Subito dopo Via De Nino il corso diventa più spazioso e sul lato sinistro della strada si incontra il complesso monumentale più bello e apprezzato di Sulmona: si tratta della Chiesa, del Palazzo e del Campanile della SS. Annunziata. Le costruzioni furono realizzate in momenti diversi: la chiesa è del
1320, ma ricostruita dopo i terremoti del 1456 e del 1706; il palazzo è del
1500 ma anch'esso parzialmente modificato dopo il 1706; il campanile risale alla seconda metà del '500.
La Chiesa: la facciata, a due ordini e con doppie colonne, venne costruita secondo i progetti dell'architetto bergamasco
Pietro Fantoni. L'interno è diviso in tre navate e decorato con affreschi di Giambattista Gamba e stucchi. Sono presenti un coro ligneo del sulmonese
Bartolomeo Balcone (1570 circa), palchi in legno per l'organo barocco attribuiti a
Ferdinando Mosca, tele e arredi del '600. La chiesa ospita la salma del sulmonese
Panfilo Serafini.
Il Campanile: con i suoi
65,5 metri rappresenta la costruzione più alta della città. Il progetto è del napoletano
Matteo Colli. La pianta è a base quadrata, la sommità è sormontata da una cuspide piramidale e su ognuno dei quattro lati si aprono delle bifore.
Il Palazzo: nel corso dei secoli ha avuto svariate destinazioni: gli ambienti retrostanti furono adibiti ad ospedale fino al 1960, quelli anteriori a Cappella del Corpo di Cristo e farmacia; in seguito fu sede del Magistrato, degli uffici comunali e ancora del Giudice conciliatore e della scuola pubblica.
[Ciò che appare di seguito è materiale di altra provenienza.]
//! Collaborators handed to the application: a log sink and a settings store.
//!
//! There are no process-wide singletons. A [`Context`] value is passed to
//! [`Application::with_context`](crate::Application::with_context) and handed
//! to every handler through [`DispatchContext::context`](crate::DispatchContext::context).

use std::collections::HashMap;
use std::fmt;
use std::sync::Arc;

use parking_lot::{Mutex, RwLock};

/// Severity of a log line.
#[derive(Debug, Clone, Copy, PartialEq, Eq, PartialOrd, Ord, Hash)]
pub enum LogLevel {
    /// Very detailed tracing.
    Trace,
    /// Debugging detail.
    Debug,
    /// Normal operation.
    Info,
    /// Something unexpected but recoverable.
    Warn,
    /// A failure.
    Error,
}

impl fmt::Display for LogLevel {
    fn fmt(&self, f: &mut fmt::Formatter<'_>) -> fmt::Result {
        f.write_str(match self {
            Self::Trace => "TRACE",
            Self::Debug => "DEBUG",
            Self::Info => "INFO",
            Self::Warn => "WARN",
            Self::Error => "ERROR",
        })
    }
}

/// Where application code sends log lines.
pub trait LogSink: Send + Sync {
    /// Record one message.
    fn log(&self, level: LogLevel, message: &str);
}

/// Forwards to `tracing` under the `trellis::app` target.
#[derive(Debug, Default, Clone, Copy)]
pub struct TracingSink;

impl LogSink for TracingSink {
    fn log(&self, level: LogLevel, message: &str) {
        match level {
            LogLevel::Trace => tracing::trace!(target: "trellis::app", "{message}"),
            LogLevel::Debug => tracing::debug!(target: "trellis::app", "{message}"),
            LogLevel::Info => tracing::info!(target: "trellis::app", "{message}"),
            LogLevel::Warn => tracing::warn!(target: "trellis::app", "{message}"),
            LogLevel::Error => tracing::error!(target: "trellis::app", "{message}"),
        }
    }
}

/// Keeps every line in memory. Useful in tests.
#[derive(Debug, Default)]
pub struct MemorySink {
    lines: Mutex<Vec<(LogLevel, String)>>,
}

impl MemorySink {
    /// Create an empty sink.
    pub fn new() -> Self {
        Self::default()
    }

    /// Copy of everything logged so far.
    pub fn lines(&self) -> Vec<(LogLevel, String)> {
        self.lines.lock().clone()
    }

    /// Whether any line contains `needle`.
    pub fn contains(&self, needle: &str) -> bool {
        self.lines.lock().iter().any(|(_, line)| line.contains(needle))
    }
}

impl LogSink for MemorySink {
    fn log(&self, level: LogLevel, message: &str) {
        self.lines.lock().push((level, message.to_string()));
    }
}

/// Read access to configuration values.
///
/// Keys are paths such as `threadpool.workers`; `/` is accepted as a
/// separator too.
pub trait SettingsStore: Send + Sync {
    /// Look up the raw string value for `key`.
    fn get(&self, key: &str) -> Option<String>;
}

pub(crate) fn normalize_key(key: &str) -> String {
    key.replace('/', ".")
}

/// In-memory settings.
#[derive(Debug, Default)]
pub struct MemorySettings {
    values: RwLock<HashMap<String, String>>,
}

impl MemorySettings {
    /// Create an empty store.
    pub fn new() -> Self {
        Self::default()
    }

    /// Set a value, replacing any previous one.
    pub fn set(&self, key: &str, value: impl Into<String>) {
        self.values.write().insert(normalize_key(key), value.into());
    }

    /// Builder form of [`set`](Self::set).
    pub fn with(self, key: &str, value: impl Into<String>) -> Self {
        self.set(key, value);
        self
    }

    /// Remove a value.
    pub fn remove(&self, key: &str) -> Option<String> {
        self.values.write().remove(&normalize_key(key))
    }

    /// Number of stored keys.
    pub fn len(&self) -> usize {
        self.values.read().len()
    }

    /// Whether no keys are stored.
    pub fn is_empty(&self) -> bool {
        self.values.read().is_empty()
    }
}

impl SettingsStore for MemorySettings {
    fn get(&self, key: &str) -> Option<String> {
        self.values.read().get(&normalize_key(key)).cloned()
    }
}

/// Explicit bundle of collaborators.
#[derive(Clone)]
pub struct Context {
    logger: Arc<dyn LogSink>,
    settings: Arc<dyn SettingsStore>,
}

impl Context {
    /// Bundle a log sink and a settings store.
    pub fn new(logger: Arc<dyn LogSink>, settings: Arc<dyn SettingsStore>) -> Self {
        Self { logger, settings }
    }

    /// Replace the log sink.
    pub fn with_logger(mut self, logger: Arc<dyn LogSink>) -> Self {
        self.logger = logger;
        self
    }

    /// Replace the settings store.
    pub fn with_settings(mut self, settings: Arc<dyn SettingsStore>) -> Self {
        self.settings = settings;
        self
    }

    /// The log sink.
    pub fn logger(&self) -> &dyn LogSink {
        self.logger.as_ref()
    }

    /// The settings store.
    pub fn settings(&self) -> &dyn SettingsStore {
        self.settings.as_ref()
    }

    /// Shorthand for `self.logger().log(level, message)`.
    pub fn log(&self, level: LogLevel, message: &str) {
        self.logger.log(level, message);
    }

    /// Shorthand for `self.settings().get(key)`.
    pub fn setting(&self, key: &str) -> Option<String> {
        self.settings.get(key)
    }
}

impl Default for Context {
    /// Logs through `tracing`, with no settings.
    fn default() -> Self {
        Self::new(Arc::new(TracingSink), Arc::new(MemorySettings::new()))
    }
}

impl fmt::Debug for Context {
    fn fmt(&self, f: &mut fmt::Formatter<'_>) -> fmt::Result {
        f.debug_struct("Context").finish_non_exhaustive()
    }
}

static_assertions::assert_impl_all!(Context: Send, Sync);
Oggi ospita l'Auditorium della Camerata Musicale, il Museo Civico e il "Museo in situ", che vanta eccezionali ritrovamenti: resti di edifici romani, pavimenti a mosaico e affreschi parietali del I° secolo d.C.. Negli altri ambienti vengono allestite svariate esposizioni e manifestazioni culturali.
L'imponente prospetto del complesso è costituito da fasi diverse: il portale ad ogiva contiguo alla chiesa è racchiuso in un arco gotico con una lunetta affrescata e la statua dell'Arcangelo Michele. Al di sopra, sulla destra dell'orologio, opera di marmorari pescolani, si ammira la splendida trifora (vedi foto), ornata da colonnine tortili e statuette a tutto tondo: al di sopra della finestra sono raffigurati lo stemma cittadino e l'arme della famiglia Rainaldo che contribuì economicamente alla costruzione del palazzo.
La parte centrale del fronte è rinascimentale. Il portale è timpanato e decorato con ghirlande e volute, mentre nel timpano si staglia l'altorilievo della Madonna con Bambino. Il tutto è sovrastato dalla bifora con ricchi trafori e motivi ornamentali di reminiscenza tardo-gotica.
La parte laterale fu completata nel 1522 come dedotto dall'incisione sull'ultima bifora, molto più sobria, sotto la quale si apre un piccolo portale all'interno del quale si conserva una
farmacia settecentesca.
L'intera facciata è percorsa da una cornice a mo' di marcapiano riccamente decorata ed è ritmicamente movimentata dalle sette statue poste su robusti pilastri che rappresentano i quattro dottori della chiesa (S. Agostino, S. Bonaventura, S. Girolamo, S. Gregorio Magno), S. Panfilo, Patrono della città, e i SS. Pietro e Paolo. Nella Piazza omonima, infine, è presente una fontana risalente al 1770 ma ricostruita nel 1847, affiancata da un monumentale cedro, illuminato e addobbato a festa in occasione del Natale.